Reproduce the first line of the entries that follow and each later line, word for word, ending with the one containing "text on stdin.".

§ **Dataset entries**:
--- START ---

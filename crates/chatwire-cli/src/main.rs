use chatwire_ai::GenerationOptions;
use chatwire_cli::{AskOptions, ChatOptions};
use clap::{Args, Parser, Subcommand};

#[derive(Parser, Debug)]
#[command(name = "chatwire", version, about = "chat-completions client")]
struct Cli {
    #[arg(long, global = true)]
    conf_dir: Option<std::path::PathBuf>,
    /// Mirror log output to stderr.
    #[arg(long, global = true, default_value_t = false)]
    verbose: bool,
    #[command(subcommand)]
    command: ChatwireSubcommand,
}

#[derive(Subcommand, Debug, Clone)]
enum ChatwireSubcommand {
    /// Interactive streaming chat.
    Chat(ChatArgs),
    /// One-shot completion.
    Ask(AskArgs),
    /// Recover a JSON object from text on stdin.
    Extract(ExtractArgs),
    /// List the model catalog.
    Models,
    /// Show the parameters a request would carry for a model.
    Validate(ValidateArgs),
    #[command(subcommand)]
    Config(ConfigSubcommand),
}

#[derive(Subcommand, Debug, Clone)]
enum ConfigSubcommand {
    /// Write a sample chatwire.toml into the conf dir.
    Init,
}

#[derive(Args, Debug, Clone, Default)]
struct GenerationArgs {
    #[arg(long)]
    max_tokens: Option<u32>,
    #[arg(long, allow_negative_numbers = true)]
    temperature: Option<f64>,
    #[arg(long, allow_negative_numbers = true)]
    top_p: Option<f64>,
    #[arg(long, allow_negative_numbers = true)]
    frequency_penalty: Option<f64>,
    #[arg(long, allow_negative_numbers = true)]
    presence_penalty: Option<f64>,
    #[arg(long = "stop")]
    stop: Vec<String>,
}

impl GenerationArgs {
    fn into_options(self) -> GenerationOptions {
        GenerationOptions {
            max_tokens: self.max_tokens,
            temperature: self.temperature,
            top_p: self.top_p,
            frequency_penalty: self.frequency_penalty,
            presence_penalty: self.presence_penalty,
            stop: (!self.stop.is_empty()).then_some(self.stop),
            logit_bias: None,
        }
    }
}

#[derive(Args, Debug, Clone)]
struct ChatArgs {
    #[arg(long)]
    model: Option<String>,
    #[command(flatten)]
    generation: GenerationArgs,
}

#[derive(Args, Debug, Clone)]
struct AskArgs {
    prompt: String,
    #[arg(long)]
    model: Option<String>,
    #[arg(long, default_value_t = false)]
    stream: bool,
    #[command(flatten)]
    generation: GenerationArgs,
}

#[derive(Args, Debug, Clone)]
struct ExtractArgs {
    /// Accept only objects carrying at least one of these top-level keys.
    #[arg(long, value_delimiter = ',')]
    keys: Vec<String>,
}

#[derive(Args, Debug, Clone)]
struct ValidateArgs {
    #[arg(long)]
    model: String,
    #[command(flatten)]
    generation: GenerationArgs,
}

#[tokio::main]
async fn main() {
    let cli = Cli::parse();
    chatwire_cli::init_conf_dir(cli.conf_dir.clone());
    chatwire_cli::init_tracing(cli.verbose);
    let result = match cli.command {
        ChatwireSubcommand::Chat(args) => {
            chatwire_cli::run_chat(ChatOptions {
                model: args.model,
                generation: args.generation.into_options(),
            })
            .await
        }
        ChatwireSubcommand::Ask(args) => {
            chatwire_cli::run_ask(AskOptions {
                prompt: args.prompt,
                model: args.model,
                stream: args.stream,
                generation: args.generation.into_options(),
            })
            .await
        }
        ChatwireSubcommand::Extract(args) => chatwire_cli::run_extract(&args.keys),
        ChatwireSubcommand::Models => chatwire_cli::run_models(),
        ChatwireSubcommand::Validate(args) => {
            chatwire_cli::run_validate(&args.model, &args.generation.into_options())
        }
        ChatwireSubcommand::Config(ConfigSubcommand::Init) => chatwire_cli::run_config_init(),
    };
    if let Err(error) = result {
        eprintln!("error: {error}");
        std::process::exit(1);
    }
}
impl StreamReassembler {
    pub fn new(config: ReassemblerConfig) -> Self {
        Self {
            config,
            decoder: Utf8Decoder::new(),
            buffer: String::new(),
            state: ReassemblerState::Reading,
            summary: StreamSummary::default(),
            failure: None,
        }
    }

    pub fn state(&self) -> ReassemblerState {
        self.state
    }

    pub fn summary(&self) -> StreamSummary {
        self.summary
    }

    /// The error that stopped the stream, if the malformed-event cap was
    /// exceeded. Events decoded before the offending line are still returned
    /// by the call that hit the cap; every later call returns this error.
    pub fn failure(&self) -> Option<&InferenceError> {
        self.failure.as_ref()
    }

    /// Feeds one chunk and returns the events completed by it. The trailing,
    /// possibly incomplete line stays buffered for the next chunk. Once the
    /// sentinel has been seen every further byte is ignored.
    pub fn push_chunk(&mut self, chunk: &[u8]) -> Result<Vec<StreamEvent>, InferenceError> {
        if let Some(error) = &self.failure {
            return Err(error.clone());
        }
        if self.state == ReassemblerState::Done {
            return Ok(Vec::new());
        }
        let text = self.decoder.decode(chunk);
        self.buffer.push_str(&text);
        Ok(self.drain_buffer(false))
    }

    /// Ends the stream: flushes the decoder and processes the final line even
    /// if it lacks a terminating newline.
    pub fn finish(&mut self) -> Result<Vec<StreamEvent>, InferenceError> {
        if let Some(error) = &self.failure {
            return Err(error.clone());
        }
        if self.state == ReassemblerState::Done {
            return Ok(Vec::new());
        }
        let tail = self.decoder.finish();
        self.buffer.push_str(&tail);
        let events = self.drain_buffer(true);
        self.state = ReassemblerState::Done;
        Ok(events)
    }

    fn drain_buffer(&mut self, include_remainder: bool) -> Vec<StreamEvent> {
        self.state = ReassemblerState::DrainingBuffer;
        let buffer = std::mem::take(&mut self.buffer);
        let mut events = Vec::new();
        let mut consumed = 0;

        while let Some(offset) = buffer[consumed..].find('\n') {
            let line = &buffer[consumed..consumed + offset];
            consumed += offset + 1;
            match self.process_line(line, &mut events) {
                Ok(LineOutcome::Continue) => {}
                Ok(LineOutcome::Terminate) => return self.terminate(events),
                Err(error) => return self.fail(error, events),
            }
        }

        if include_remainder && consumed < buffer.len() {
            let line = &buffer[consumed..];
            consumed = buffer.len();
            match self.process_line(line, &mut events) {
                Ok(LineOutcome::Continue) => {}
                Ok(LineOutcome::Terminate) => return self.terminate(events),
                Err(error) => return self.fail(error, events),
            }
        }

        self.buffer = buffer[consumed..].to_string();
        self.state = ReassemblerState::Reading;
        events
    }

    fn fail(&mut self, error: InferenceError, events: Vec<StreamEvent>) -> Vec<StreamEvent> {
        self.buffer.clear();
        self.state = ReassemblerState::Done;
        self.failure = Some(error);
        events
    }

    fn terminate(&mut self, mut events: Vec<StreamEvent>) -> Vec<StreamEvent> {
        self.buffer.clear();
        self.state = ReassemblerState::Done;
        self.summary.terminated_by_sentinel = true;
        events.push(StreamEvent::Done);
        events
    }

    fn process_line(
        &mut self,
        line: &str,
        events: &mut Vec<StreamEvent>,
    ) -> Result<LineOutcome, InferenceError> {
        let line = line.trim_end_matches('\r');
        let Some(payload) = line.trim_start().strip_prefix(DATA_PREFIX) else {
            return Ok(LineOutcome::Continue);
        };
        let payload = payload.trim();
        if payload == DONE_SENTINEL {
            return Ok(LineOutcome::Terminate);
        }
        if payload.is_empty() {
            return Ok(LineOutcome::Continue);
        }

        match serde_json::from_str::<Value>(payload) {
            Ok(chunk) => {
                let contents = delta_contents(&chunk);
                if contents.is_empty() && chunk.get("error").is_some() {
                    warn!(event = %chunk, "stream event carries an error payload");
                }
                for content in contents {
                    self.summary.deltas += 1;
                    events.push(StreamEvent::Delta { content });
                }
            }
            Err(error) => {
                self.summary.malformed_events += 1;
                warn!(
                    %error,
                    preview = %preview(payload),
                    "skipping malformed stream event"
                );
                if let Some(limit) = self.config.max_malformed_events {
                    if self.summary.malformed_events > limit {
                        return Err(InferenceError::protocol(format!(
                            "stream exceeded {limit} malformed events"
                        ))
                        .with_details(json!({ "lastEvent": preview(payload) })));
                    }
                }
            }
        }
        Ok(LineOutcome::Continue)
    }
}

impl Default for StreamReassembler {
    fn default() -> Self {
        Self::new(ReassemblerConfig::default())
    }
}

/// Text fragments carried by one decoded chunk, in choice order. Empty
/// fragments are dropped.
pub fn delta_contents(chunk: &Value) -> Vec<String> {
    let Some(choices) = chunk.get("choices").and_then(Value::as_array) else {
        return Vec::new();
    };
    choices
        .iter()
        .filter_map(|choice| {
            choice
                .get("delta")
                .and_then(|delta| delta.get("content"))
                .and_then(Value::as_str)
                .or_else(|| choice.get("text").and_then(Value::as_str))
        })
        .filter(|content| !content.is_empty())
        .map(str::to_string)
        .collect()
}

fn preview(payload: &str) -> String {
    payload.chars().take(MALFORMED_PREVIEW_CHARS).collect()
}

/// Owns the byte stream for the duration of a read loop and releases it when
/// dropped, whichever way the loop exits (including the enclosing future being
/// dropped mid-read).
pub(crate) struct StreamReader<S> {
    stream: Option<S>,
}
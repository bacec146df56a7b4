//! Precondition guards shared by every operation.
//!
//! Each mutator starts with one of these checks:
//!
//! - an empty image (no data or a zero dimension) is skipped silently
//! - a block-compressed image is refused with a warning and
//!   [`OpsError::UnsupportedFormat`]
//! - a mip chain is reported, since operations touch only the base level
//!
//! # Example
//!
//! ```rust
//! use texel_core::{Image, PixelFormat};
//! use texel_ops::guard;
//!
//! let empty = Image::default();
//! assert!(guard::editable(&empty, "invert").unwrap().is_none());
//!
//! let dxt = Image::new(4, 4, PixelFormat::Dxt1Rgb);
//! assert!(guard::editable(&dxt, "invert").is_err());
//! ```

use texel_core::{Image, PixelCodec, PixelFormat};
use tracing::warn;

use crate::{OpsError, OpsResult};

fn refuse(format: PixelFormat, op: &'static str) -> OpsError {
    warn!(%format, op, "Image manipulation not supported for this format");
    OpsError::UnsupportedFormat { format, op }
}

/// Checks that `image` can be decoded pixel by pixel.
///
/// Returns `Ok(None)` for an empty image (the caller should skip) and the
/// resolved codec otherwise.
///
/// # Errors
///
/// [`OpsError::UnsupportedFormat`] for block-compressed and unknown layouts.
pub fn editable(image: &Image, op: &'static str) -> OpsResult<Option<PixelCodec>> {
    if !image.is_valid() {
        return Ok(None);
    }
    PixelCodec::new(image.format())
        .map(Some)
        .map_err(|_| refuse(image.format(), op))
}

/// Checks that `image` stores whole bytes per pixel, for byte-moving
/// operations (flip, rotate, crop) that never decode pixels.
///
/// Returns `Ok(None)` for an empty image and the pixel size otherwise.
///
/// # Errors
///
/// [`OpsError::UnsupportedFormat`] for block-compressed formats.
pub fn byte_layout(image: &Image, op: &'static str) -> OpsResult<Option<usize>> {
    if !image.is_valid() {
        return Ok(None);
    }
    image
        .format()
        .bytes_per_pixel()
        .map(Some)
        .ok_or_else(|| refuse(image.format(), op))
}

/// Warns when `image` carries mip levels that `op` will not update.
pub fn warn_base_level_only(image: &Image, op: &'static str) {
    if image.mipmaps() > 1 {
        warn!(op, mipmaps = image.mipmaps(), "Image manipulation only applied to base mipmap level");
    }
}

--- END ---

§ **Written response**:
filename crates/chatwire-cli/src/main.rs
use chatwire_ai::GenerationOptions;
use chatwire_cli::{AskOptions, ChatOptions};
use clap::{Args, Parser, Subcommand};

#[derive(Parser, Debug)]
#[command(name = "chatwire", version, about = "chat-completions client")]
struct Cli {
    #[arg(long, global = true)]
    conf_dir: Option<std::path::PathBuf>,
    /// Mirror log output to stderr.
    #[arg(long, global = true, default_value_t = false)]
    verbose: bool,
    #[command(subcommand)]
    command: ChatwireSubcommand,
}

#[derive(Subcommand, Debug, Clone)]
enum ChatwireSubcommand {
    /// Interactive streaming chat.
    Chat(ChatArgs),
    /// One-shot completion.
    Ask(AskArgs),
    /// Recover a JSON object from text on stdin.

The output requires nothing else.